A bit of a "me too" post in that I use the ***@domain mechanism,
and have recently been given the benefit of SpamAssassin both at work
and on my personal mail, but I haven't seen anyone mention the
disposable email address services like sneakemail.com.

Despite the execrable name and user interface, it's useful if you don't
have control of your own domain and mail-server. They have finally
introduced "instant" address generation, so you can give out addresses
off-line... there are other services, vive le difference.

But I agree with the poster who said the RBLs are on their way out, they
are too crude a tool and an estimate of the false positives they
blocked, IIRC, was about 11%.

When I read the horror stories here about how the Net is being strangled
in order to choke spam, it's scary. Bob Frankston comments:

"I'm afraid of the spam hunters. They are trying to find all those bad
people and get rid of them. It seems obvious that there is something
called Spam and we must get rid of it. Having a simple term, even if
it's still a trademark for Hormel's Deviled Ham, has misframed the
problems."

http://satn.org/archive/2003_02_02_archive.html#90265861

What you are seeing in all the growingly successful approaches is edge
and collaborative filtering, after all, what may be spam to you is
hugely amusing to me. I have a collection of that which you call 419.
They are hilarious. One man's ceiling is another man's floor and all
that.

I think by having a user configurable edge, doctors and legislators can
email about "sex" without having to resort to neologisms like "secks."

And, with a good user interface, most users (I read even Dean's
grandmother, you agist pig! :) can control what they receive.

It's one of my favourite RFC quotes:

"In contrast with paper-based communication, it is interesting to note
that the RECEIVER of a message can exercise an extraordinary
amount of control over the message's appearance.
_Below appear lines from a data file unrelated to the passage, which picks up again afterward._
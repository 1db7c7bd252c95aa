//! Reassembles a JPEG stream from a coefficient image and fresh scan data.

use super::marker::Marker;
use super::parser::{HuffmanTable, QuantizationTable};
use super::CoefficientImage;

/// Write a complete JPEG file.
///
/// Passthrough segments (APPn, COM) keep their original order and come
/// first, followed by the tables, frame header, restart interval and scan.
pub(crate) fn write_jpeg(image: &CoefficientImage, scan_data: &[u8]) -> Vec<u8> {
    let estimated_size = image
        .passthrough
        .iter()
        .map(|s| s.data.len() + 4)
        .sum::<usize>()
        + scan_data.len()
        + 1024;
    let mut output = Vec::with_capacity(estimated_size);

    write_marker(&mut output, Marker::SOI);

    for segment in &image.passthrough {
        write_segment(&mut output, segment.marker, &segment.data);
    }

    for table in image.quant_tables.iter().flatten() {
        write_segment(&mut output, Marker::DQT, &dqt_body(table));
    }

    write_segment(&mut output, image.frame_marker, &sof_body(image));

    let huffman: Vec<u8> = image
        .dc_huff_tables
        .iter()
        .chain(image.ac_huff_tables.iter())
        .flatten()
        .flat_map(dht_body)
        .collect();
    write_segment(&mut output, Marker::DHT, &huffman);

    if image.restart_interval > 0 {
        write_segment(&mut output, Marker::DRI, &image.restart_interval.to_be_bytes());
    }

    write_segment(&mut output, Marker::SOS, &sos_body(image));
    output.extend_from_slice(scan_data);
    write_marker(&mut output, Marker::EOI);

    output
}

fn write_marker(output: &mut Vec<u8>, marker: Marker) {
    output.push(0xFF);
    output.push(marker.to_u8());
}

fn write_segment(output: &mut Vec<u8>, marker: Marker, body: &[u8]) {
    write_marker(output, marker);
    output.extend_from_slice(&((body.len() + 2) as u16).to_be_bytes());
    output.extend_from_slice(body);
}

/// DQT body for one table; 16-bit precision only when a value needs it.
fn dqt_body(table: &QuantizationTable) -> Vec<u8> {
    let wide = table.values.iter().any(|&v| v > 255);
    let mut body = Vec::with_capacity(if wide { 129 } else { 65 });
    body.push(((wide as u8) << 4) | table.id);
    for &value in &table.values {
        if wide {
            body.extend_from_slice(&value.to_be_bytes());
        } else {
            body.push(value as u8);
        }
    }
    body
}

fn dht_body(table: &HuffmanTable) -> Vec<u8> {
    let mut body = Vec::with_capacity(17 + table.values.len());
    body.push((table.class << 4) | table.id);
    body.extend_from_slice(&table.code_lengths);
    body.extend_from_slice(&table.values);
    body
}

fn sof_body(image: &CoefficientImage) -> Vec<u8> {
    let mut body = Vec::with_capacity(6 + 3 * image.components.len());
    body.push(8);
    body.extend_from_slice(&image.height.to_be_bytes());
    body.extend_from_slice(&image.width.to_be_bytes());
    body.push(image.components.len() as u8);
    for component in &image.components {
        body.push(component.id);
        body.push((component.h_sampling << 4) | component.v_sampling);
        body.push(component.quant_table_id);
    }
    body
}

/// SOS body for the single sequential scan (Ss=0, Se=63, Ah=Al=0).
fn sos_body(image: &CoefficientImage) -> Vec<u8> {
    let mut body = Vec::with_capacity(4 + 2 * image.components.len());
    body.push(image.components.len() as u8);
    for component in &image.components {
        body.push(component.id);
        body.push((component.dc_table_id << 4) | component.ac_table_id);
    }
    body.extend_from_slice(&[0, 63, 0]);
    body
}

#[cfg(test)]
mod tests {
    use super::*;

    #[test]
    fn test_dqt_body_precision() {
        let mut table = QuantizationTable {
            id: 1,
            values: [7; 64],
        };
        let body = dqt_body(&table);
        assert_eq!(body.len(), 65);
        assert_eq!(body[0], 0x01);

        table.values[3] = 300;
        let body = dqt_body(&table);
        assert_eq!(body.len(), 129);
        assert_eq!(body[0], 0x11);
        assert_eq!(&body[7..9], &[0x01, 0x2C]);
    }

    #[test]
    fn test_segment_length_includes_length_field() {
        let mut output = Vec::new();
        write_segment(&mut output, Marker::COM, b"abc");
        assert_eq!(output, vec![0xFF, 0xFE, 0x00, 0x05, b'a', b'b', b'c']);
    }
}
The amount of
actual control available to message receivers is contingent upon the
capabilities of their individual message systems."

-- RFC822

In the case of spam, it's literally the appearance of the email in the
users mail box.

Spam is another problem that wasn't going to be fixed in some
heavyweight core, but at the edge, where the individual receiver has a
right to their own opinion about what constitutes... spam, porn, et al
and needs only to be provided with better "capabilities of their
individual message systems."


Hamish.